元年春正月,詔曰:「前日孝惠皇帝言欲除三族辠、妖言令,師古曰:「罪之重者戮及三族,過誤之語以爲妖言,今謂重酷,皆除之。」議未決而崩,今除之。」二月,賜民爵,戶一級。初置孝弟力田二千石者一人。師古曰:「特置孝弟力田官而尊其秩,欲以勸厲天下,令各敦行務本。」夏五月丙申,趙王宮叢臺災。師古曰:「連聚非一,故名叢臺。蓋本六國時趙王故臺也,在邯鄲城中。」立孝惠後宮子強爲淮陽王,如淳曰:「外戚恩澤侯表曰皆呂氏子也,以孝惠子侯。」晉灼曰:「漢注名長。」韋昭曰:「今陳留郡。」不疑爲恒山王,如淳曰:「今常山也,因避文帝諱改曰常。」弘爲襄城侯,朝爲軹侯,師古曰:「軹音只。」武爲壺關侯。秋,桃李華。

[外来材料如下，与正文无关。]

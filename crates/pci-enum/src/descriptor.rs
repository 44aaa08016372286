use crate::error::{PciError, Result};
use crate::pool::{is_alignment_mask, ResourceClass};

/// One per-class request (or, once allocated, grant) exchanged with the host bridge.
#[derive(Debug, Clone, Copy, Eq, PartialEq)]
pub struct ResourceDescriptor {
    pub class: ResourceClass,
    /// Zero in a request.
    pub base: u64,
    pub length: u64,
    /// Alignment mask (`size - 1`).
    pub alignment: u64,
}

impl ResourceDescriptor {
    pub const fn request(class: ResourceClass, length: u64, alignment: u64) -> Self {
        Self {
            class,
            base: 0,
            length,
            alignment,
        }
    }
}

/// Growable list of typed descriptors, built by appending.
#[derive(Debug, Clone, Default, Eq, PartialEq)]
pub struct DescriptorList {
    descriptors: Vec<ResourceDescriptor>,
}

impl DescriptorList {
    pub fn new() -> Self {
        Self::default()
    }

    pub fn push(&mut self, descriptor: ResourceDescriptor) -> &mut Self {
        self.descriptors.push(descriptor);
        self
    }

    pub fn with(mut self, class: ResourceClass, length: u64, alignment: u64) -> Self {
        self.push(ResourceDescriptor::request(class, length, alignment));
        self
    }

    pub fn len(&self) -> usize {
        self.descriptors.len()
    }

    pub fn is_empty(&self) -> bool {
        self.descriptors.is_empty()
    }

    pub fn iter(&self) -> impl Iterator<Item = &ResourceDescriptor> {
        self.descriptors.iter()
    }

    pub fn get(&self, class: ResourceClass) -> Option<&ResourceDescriptor> {
        self.descriptors.iter().find(|d| d.class == class)
    }

    /// Rejects a list naming a class twice or carrying an alignment that is not `2^n - 1`.
    pub fn validate(&self) -> Result<()> {
        for (i, descriptor) in self.descriptors.iter().enumerate() {
            if !is_alignment_mask(descriptor.alignment) {
                return Err(PciError::InvalidRequest("alignment is not a power-of-two mask"));
            }
            if self.descriptors[..i]
                .iter()
                .any(|earlier| earlier.class == descriptor.class)
            {
                return Err(PciError::InvalidRequest("resource class listed twice"));
            }
        }
        Ok(())
    }
}

impl FromIterator<ResourceDescriptor> for DescriptorList {
    fn from_iter<T: IntoIterator<Item = ResourceDescriptor>>(iter: T) -> Self {
        Self {
            descriptors: iter.into_iter().collect(),
        }
    }
}

impl<'a> IntoIterator for &'a DescriptorList {
    type Item = &'a ResourceDescriptor;
    type IntoIter = core::slice::Iter<'a, ResourceDescriptor>;

    fn into_iter(self) -> Self::IntoIter {
        self.descriptors.iter()
    }
}
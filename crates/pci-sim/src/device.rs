use pci_enum::{regs, AccessWidth, PciBdf, PciError};
use serde::{Deserialize, Serialize};

use crate::bus::SimSegment;
use crate::config::{SimBar, SimBridgeWindows, SimConfigSpace};

/// Which config accesses of a function fail.
#[derive(Debug, Clone, Copy, Eq, PartialEq, Default, Serialize, Deserialize)]
#[serde(rename_all = "snake_case")]
pub enum FaultMode {
    #[default]
    None,
    /// Every read fails.
    Reads,
    /// Writes to BAR and expansion ROM registers fail, so the windows cannot be sized.
    BarProbe,
    /// Writes to the command register fail.
    CommandWrites,
}

/// One simulated function. A PCI-to-PCI bridge owns the segment behind it.
#[derive(Debug, Clone)]
pub struct SimFunction {
    config: SimConfigSpace,
    fault: FaultMode,
    secondary: Option<SimSegment>,
}

impl SimFunction {
    pub fn endpoint(vendor_id: u16, device_id: u16) -> Self {
        Self {
            config: SimConfigSpace::new(vendor_id, device_id),
            fault: FaultMode::None,
            secondary: None,
        }
    }

    pub fn bridge(vendor_id: u16, device_id: u16, windows: SimBridgeWindows) -> Self {
        let mut config = SimConfigSpace::new(vendor_id, device_id);
        config.make_bridge(windows);
        Self {
            config,
            fault: FaultMode::None,
            secondary: Some(SimSegment::new()),
        }
    }

    pub fn with_class(mut self, class: u8, subclass: u8) -> Self {
        self.config.set_class_code(class, subclass, 0);
        self
    }

    pub fn with_bar(mut self, index: u8, bar: SimBar) -> Self {
        self.config.set_bar(index, bar);
        self
    }

    pub fn with_rom(mut self, size: u64) -> Self {
        self.config.set_rom(size);
        self
    }

    pub fn with_fault(mut self, fault: FaultMode) -> Self {
        self.fault = fault;
        self
    }

    /// Places `function` on this bridge's secondary bus. Ignored for endpoints.
    pub fn with_child(mut self, device: u8, function_number: u8, function: SimFunction) -> Self {
        if let Some(segment) = self.secondary.as_mut() {
            segment.insert(device, function_number, function);
        }
        self
    }

    pub fn config(&self) -> &SimConfigSpace {
        &self.config
    }

    pub fn config_mut(&mut self) -> &mut SimConfigSpace {
        &mut self.config
    }

    pub fn fault(&self) -> FaultMode {
        self.fault
    }

    pub fn set_fault(&mut self, fault: FaultMode) {
        self.fault = fault;
    }

    pub fn secondary(&self) -> Option<&SimSegment> {
        self.secondary.as_ref()
    }

    pub fn secondary_mut(&mut self) -> Option<&mut SimSegment> {
        self.secondary.as_mut()
    }

    /// Bus range this function forwards to, once it has been numbered.
    pub(crate) fn forwarded_buses(&self) -> Option<(u8, u8)> {
        self.secondary.as_ref()?;
        let (_, secondary, subordinate) = self.config.bus_numbers();
        (secondary != 0 && secondary <= subordinate).then_some((secondary, subordinate))
    }

    pub(crate) fn read(
        &self,
        bdf: PciBdf,
        offset: u16,
        width: AccessWidth,
    ) -> Result<u32, PciError> {
        if self.fault == FaultMode::Reads {
            return Err(PciError::DeviceFault { bdf, offset });
        }
        Ok(self.config.read(offset, width))
    }

    pub(crate) fn write(
        &mut self,
        bdf: PciBdf,
        offset: u16,
        width: AccessWidth,
        value: u32,
    ) -> Result<(), PciError> {
        let fails = match self.fault {
            FaultMode::None | FaultMode::Reads => false,
            FaultMode::BarProbe => self.is_window_register(offset),
            FaultMode::CommandWrites => offset & !0x3 == regs::COMMAND,
        };
        if fails {
            return Err(PciError::DeviceFault { bdf, offset });
        }
        self.config.write(offset, width, value);
        Ok(())
    }

    fn is_window_register(&self, offset: u16) -> bool {
        let layout = self.config.layout();
        let bars_end = regs::bar_offset(regs::bar_count(layout));
        (regs::BAR0..bars_end).contains(&offset) || regs::rom_offset(layout) == Some(offset & !0x3)
    }
}
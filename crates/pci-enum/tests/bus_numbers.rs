mod common;

use pci_enum::tree::BusRange;
use pci_enum::{DeviceTree, HotPlugSlots, NodeId, PciBdf, PciError, ResourceClass, RootBridgeConfig};
use pci_sim::SimFunction;
use proptest::prelude::*;

use common::{bridge, endpoint, node, platform, session, session_with};

#[derive(Debug, Clone)]
enum Shape {
    Leaf,
    Bridge(Vec<Shape>),
}

fn shape_strategy() -> impl Strategy<Value = Shape> {
    let leaf = Just(Shape::Leaf);
    leaf.prop_recursive(4, 48, 4, |inner| {
        prop::collection::vec(inner, 0..4).prop_map(Shape::Bridge)
    })
}

fn build(shape: &Shape, device_id: u16) -> SimFunction {
    match shape {
        Shape::Leaf => endpoint(device_id),
        Shape::Bridge(children) => children
            .iter()
            .enumerate()
            .fold(bridge(), |function, (slot, child)| {
                function.with_child(slot as u8, 0, build(child, device_id + 1))
            }),
    }
}

fn bus_range(tree: &DeviceTree, id: NodeId) -> Option<BusRange> {
    tree.node(id).unwrap().bridge.as_ref().map(|state| state.bus_range())
}

fn check_ranges(tree: &DeviceTree, id: NodeId) -> Result<(), TestCaseError> {
    let Some(range) = bus_range(tree, id) else {
        return Ok(());
    };
    let children: Vec<_> = tree
        .node(id)
        .unwrap()
        .children()
        .iter()
        .filter_map(|&child| bus_range(tree, child).map(|r| (child, r)))
        .collect();
    for (i, (child, child_range)) in children.iter().enumerate() {
        prop_assert!(child_range.start > range.start);
        prop_assert!(range.contains_range(child_range));
        for (_, other) in &children[i + 1..] {
            prop_assert!(!child_range.overlaps(other));
        }
        check_ranges(tree, *child)?;
    }
    Ok(())
}

proptest! {
    #![proptest_config(ProptestConfig {
        cases: 64,
        .. ProptestConfig::default()
    })]
    #[test]
    fn sibling_ranges_are_disjoint_and_nested(shapes in prop::collection::vec(shape_strategy(), 1..5)) {
        let functions = shapes
            .iter()
            .enumerate()
            .map(|(slot, shape)| (slot as u8, 0, build(shape, 0x100)))
            .collect();
        let mut session = session(platform(functions));
        session.enumerate().unwrap();
        let tree = session.tree();
        let root = tree.roots()[0];
        check_ranges(tree, root)?;
    }
}

#[test]
fn bus_padding_reserves_numbers_below_a_bridge() {
    let bus = platform(vec![
        (1, 0, bridge().with_child(0, 0, endpoint(1))),
        (2, 0, bridge()),
    ]);
    let policy = HotPlugSlots::new().with_bus_padding(PciBdf::new(0, 1, 0), 3);
    let mut session = session(bus).with_hot_plug_policy(policy);
    session.enumerate().unwrap();

    let tree = session.tree();
    let padded = node(tree, PciBdf::new(0, 1, 0)).bridge.clone().unwrap();
    assert_eq!((padded.secondary, padded.subordinate), (1, 4));
    let next = node(tree, PciBdf::new(0, 2, 0)).bridge.clone().unwrap();
    assert_eq!((next.secondary, next.subordinate), (5, 5));
}

#[test]
fn padding_is_clamped_at_the_root_bus_limit() {
    let bus = platform(vec![(1, 0, bridge())]);
    let roots = vec![RootBridgeConfig {
        bus_limit: 3,
        ..RootBridgeConfig::default()
    }];
    let policy = HotPlugSlots::new().with_bus_padding(PciBdf::new(0, 1, 0), 200);
    let mut session =
        session_with(bus, roots, Default::default()).with_hot_plug_policy(policy);
    session.enumerate().unwrap();
    let padded = node(session.tree(), PciBdf::new(0, 1, 0)).bridge.clone().unwrap();
    assert_eq!((padded.secondary, padded.subordinate), (1, 3));
}

#[test]
fn bridges_beyond_the_bus_limit_are_left_unnumbered() {
    let bus = platform(vec![
        (1, 0, bridge().with_child(0, 0, endpoint(1))),
        (2, 0, bridge().with_child(0, 0, endpoint(2))),
    ]);
    let roots = vec![RootBridgeConfig {
        bus_limit: 1,
        ..RootBridgeConfig::default()
    }];
    let mut session = session_with(bus, roots, Default::default());
    let report = session.enumerate().unwrap();

    assert_eq!(report.discovery.aborted.len(), 1);
    let (bdf, err) = &report.discovery.aborted[0];
    assert_eq!(*bdf, PciBdf::new(0, 2, 0));
    assert!(matches!(
        err,
        PciError::Exhausted {
            class: ResourceClass::Bus,
            ..
        }
    ));
    let tree = session.tree();
    assert!(node(tree, PciBdf::new(0, 2, 0)).bridge.is_none());
    assert!(tree.find(PciBdf::new(1, 0, 0)).is_some());
}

二年春,詔曰:「高皇帝匡飭天下,師古曰:「匡,正也。飭,整也。飭讀與敕同,其字從力。」諸有功者皆受分地爲列侯,師古曰:「分音扶問反。」萬民大安,莫不受休德。師古曰:「休,美也,音虛虯反。他皆類此。」朕思念至於乆逺而功名不著,亡以尊大誼,施後世。今欲差次列侯功以定朝位,師古曰:「以功之高下爲先後之次。」臧于高廟,世世勿絕,嗣子各襲其功位。其與列侯議定奏之。」丞相臣平言:師古曰:「陳平。」「謹與絳侯臣勃、師古曰:「周勃。」曲周侯臣商、師古曰:「酈商。」穎陰侯臣嬰、師古曰:「灌嬰。」安國侯臣陵等議,師古曰:「王陵。」列侯幸得賜餐錢奉邑,應劭曰:「餐與湌同。諸侯四時皆得賜餐錢。」文穎曰:「湌,邑中更名筭錢,如今長吏食奉,自復媵錢,即租奉也。」韋昭曰:「熟食曰湌,酒肴曰錢,粟米曰奉。稅租奉祿,正所食也。四時得閒賜,是爲湌錢。湌,小食也。」師古曰:「餐、湌同一字耳,音千安反。湌,所謂吞食物也。餐錢,賜厨膳錢也。奉邑,本所食邑也。奉音扶用反。」陛下加惠,以功次定朝位,如淳曰:「功大者位在上。功臣侯表有第一、第二之次。」臣請臧高廟。」奏可。春正月乙卯,地震,羌道、服虔曰:「縣有夷蠻曰道。」師古曰:「羌道屬隴西郡。」武都道山崩。師古曰:「武都道屬武都郡。」夏六月丙戌晦,日有蝕之。秋七月,恒山王不疑薨。行八銖錢。應劭曰:「本秦錢,質如周錢,文曰『半兩』,重如其文,即八銖也。漢以其太重,更鑄莢錢,今民間名榆莢錢是也。民患其太輕,至此復行八銖錢。」

三年夏,江水、漢水溢,流民四千餘家。師古曰:「水所漂沒也。」秋,星晝見。

四年夏,少帝自知非皇后子,出怨言,皇太后幽之永巷。如淳曰:「列女傳周宣姜后脫簪珥,待罪永巷,後改爲掖庭。」師古曰:「永,長也。本謂宮中之長巷也。」詔曰:「凡有天下治萬民者,蓋之如天,容之如地;上有驩心以使百姓,百姓欣然以事其上,驩欣交通而天下治。今皇帝疾乆不已,迺失惑昬亂,不能繼嗣奉宗廟,守祭祀,不可屬天下。師古曰:「屬,委也,音之欲反。」其議代之。」羣臣皆曰:「皇太后爲天下計,所以安宗廟社稷甚深。頓首奉詔。」五月丙辰,立恒山王弘爲皇帝。晉灼曰:「史記惠帝元年,子不疑爲常山王,子山爲襄城侯。二年,常山王薨,即不疑也。以弟襄城侯山爲常山王,更名義。丙辰,立常山王義爲帝。義更名弘。漢書一之,書弘以爲正也。」師古曰:「即元年所立弘爲襄城侯者,晉說是也。」

五年春,南粵王尉佗自稱南武帝。韋昭曰:「生以武爲號,不稽古也。」師古曰:「此說非也。成湯曰『吾武甚』,因自號武王。佗言武帝亦猶是耳,何謂其不稽古乎?」秋八月,淮陽王彊薨。九月,發河東、上黨騎屯北地。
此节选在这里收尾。